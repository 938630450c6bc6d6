//! Engine Adapter
//!
//! The only layer that talks to the embedded analytical engine. The rest of
//! the workbench depends on the `EngineAdapter` trait, so the core stays
//! testable against any in-memory engine implementation.

pub mod adapter;
pub mod polars;
pub mod result;

pub use adapter::{
    ColumnDescriptor, EngineAdapter, EngineScope, RelationInfo, RelationKind,
};
pub use polars::PolarsEngine;
pub use result::QueryResult;
//! The agent contract and the shared two-phase turn engine.
//!
//! A turn is at most two backend calls: the first proposes either a
//! final answer or a batch of tool calls; if tools were requested they
//! are all executed (failures isolated per call), the results are
//! folded back into the message sequence keyed by call id, and a
//! second call produces the final natural-language answer. The second
//! call is made without tool specs, so the exchange can never recurse.

use crate::instruction::build_instruction;
use async_trait::async_trait;
use std::sync::Arc;
use studymate_core::message::MessageToolCall;
use studymate_core::tool::{InvocationMetadata, ToolRegistry, ToolResult};
use studymate_core::{
    AgentId, AgentResponse, BackendReply, BackendRequest, ChatMessage, ReasoningBackend,
    RequestContext,
};
use tracing::{debug, warn};

/// Per-request input to an agent: conversation history, response
/// language, and the merged request context.
#[derive(Debug, Clone, Default)]
pub struct TurnContext {
    pub history: Vec<ChatMessage>,
    pub language: String,
    pub context: RequestContext,
}

impl TurnContext {
    pub fn new(history: Vec<ChatMessage>, language: impl Into<String>, context: RequestContext) -> Self {
        Self {
            history,
            language: language.into(),
            context,
        }
    }
}

/// The common agent contract.
///
/// `process` is infallible by design: agents catch everything and
/// degrade to a localized apology with `error: true`.
#[async_trait]
pub trait Agent: Send + Sync {
    /// Which agent this is.
    fn id(&self) -> AgentId;

    /// Handle one user message.
    async fn process(&self, message: &str, ctx: &TurnContext) -> AgentResponse;
}

/// Run one agent turn through the two-phase protocol.
///
/// `tool_names` selects the subset of registered tools bound to the
/// first call; an empty slice means plain completion.
pub async fn run_turn(
    agent: AgentId,
    base_instruction: &str,
    tool_names: &[&str],
    backend: &Arc<dyn ReasoningBackend>,
    tools: &Arc<ToolRegistry>,
    message: &str,
    ctx: &TurnContext,
) -> AgentResponse {
    let instruction = build_instruction(base_instruction, &ctx.language, &ctx.context);

    let mut messages = Vec::with_capacity(ctx.history.len() + 2);
    messages.push(ChatMessage::system(instruction));
    messages.extend(ctx.history.iter().cloned());
    messages.push(ChatMessage::user(message));

    let bound_tools = tools.specs_for(tool_names);
    let request = BackendRequest::new(messages.clone()).with_tools(bound_tools);

    let reply = match backend.invoke(request).await {
        Ok(reply) => reply,
        Err(e) => {
            warn!(agent = %agent, error = %e, "First backend call failed");
            return AgentResponse::degraded(agent, &ctx.language);
        }
    };

    match reply {
        BackendReply::Answer(content) => {
            if content.is_empty() {
                warn!(agent = %agent, "Backend returned empty content");
                return AgentResponse::degraded(agent, &ctx.language);
            }
            AgentResponse::ok(agent, content)
        }
        BackendReply::ToolCallsRequested {
            assistant_content,
            calls,
        } => {
            debug!(agent = %agent, tool_calls = calls.len(), "Executing requested tools");

            let meta = invocation_metadata(&ctx.context);
            let results = tools.execute_batch(&calls, &meta).await;

            // Fold the tool-call-bearing assistant message plus one
            // result per call id back into the sequence.
            let call_refs: Vec<MessageToolCall> = calls
                .iter()
                .map(|c| MessageToolCall {
                    id: c.id.clone(),
                    name: c.name.clone(),
                    arguments: c.arguments.to_string(),
                })
                .collect();
            messages.push(ChatMessage::assistant_with_calls(assistant_content, call_refs));
            for result in &results {
                messages.push(ChatMessage::tool_result(&result.call_id, &result.output));
            }

            let tool_names_used: Vec<&str> =
                calls.iter().map(|c| c.name.as_str()).collect();

            let second = BackendRequest::new(messages);
            let content = match backend.invoke(second).await {
                Ok(reply) => match reply {
                    BackendReply::Answer(text) => text,
                    BackendReply::ToolCallsRequested { .. } => {
                        warn!(agent = %agent, "Backend requested tools on the second phase");
                        String::new()
                    }
                },
                Err(e) => {
                    warn!(agent = %agent, error = %e, "Second backend call failed");
                    String::new()
                }
            };

            let content = if content.is_empty() {
                summarize_tool_results(&results, &ctx.language)
            } else {
                content
            };

            if content.is_empty() {
                return AgentResponse::degraded(agent, &ctx.language);
            }

            AgentResponse::ok(agent, content)
                .with_metadata("toolsUsed", serde_json::json!(tool_names_used))
        }
    }
}

/// Build the tool invocation metadata from the request context.
fn invocation_metadata(context: &RequestContext) -> InvocationMetadata {
    InvocationMetadata {
        caller_id: context.caller_id().unwrap_or_default().to_string(),
        display_name: context.user_name().map(String::from),
    }
}

/// Fallback answer synthesized from successful tool results when the
/// second phase produced no content. Empty when nothing succeeded,
/// which lets the caller degrade.
fn summarize_tool_results(results: &[ToolResult], language: &str) -> String {
    let succeeded: Vec<&ToolResult> = results.iter().filter(|r| r.success).collect();
    if succeeded.is_empty() {
        return String::new();
    }

    let header = match language {
        "es" => format!("Listo, completé {} acción(es):", succeeded.len()),
        _ => format!("Done — I completed {} action(s):", succeeded.len()),
    };

    let mut summary = header;
    for result in succeeded {
        let mut line = result.output.clone();
        if line.len() > 200 {
            // Truncation must land on a char boundary; payloads carry
            // accented text.
            let mut cut = 200;
            while !line.is_char_boundary(cut) {
                cut -= 1;
            }
            line.truncate(cut);
            line.push('…');
        }
        summary.push_str("\n- ");
        summary.push_str(&line);
    }
    summary
}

**REQUIREMENT:**
Considering each line of the records on its own, count those that contain "polars" and give only that number.

**YOUR SOLUTION:**
2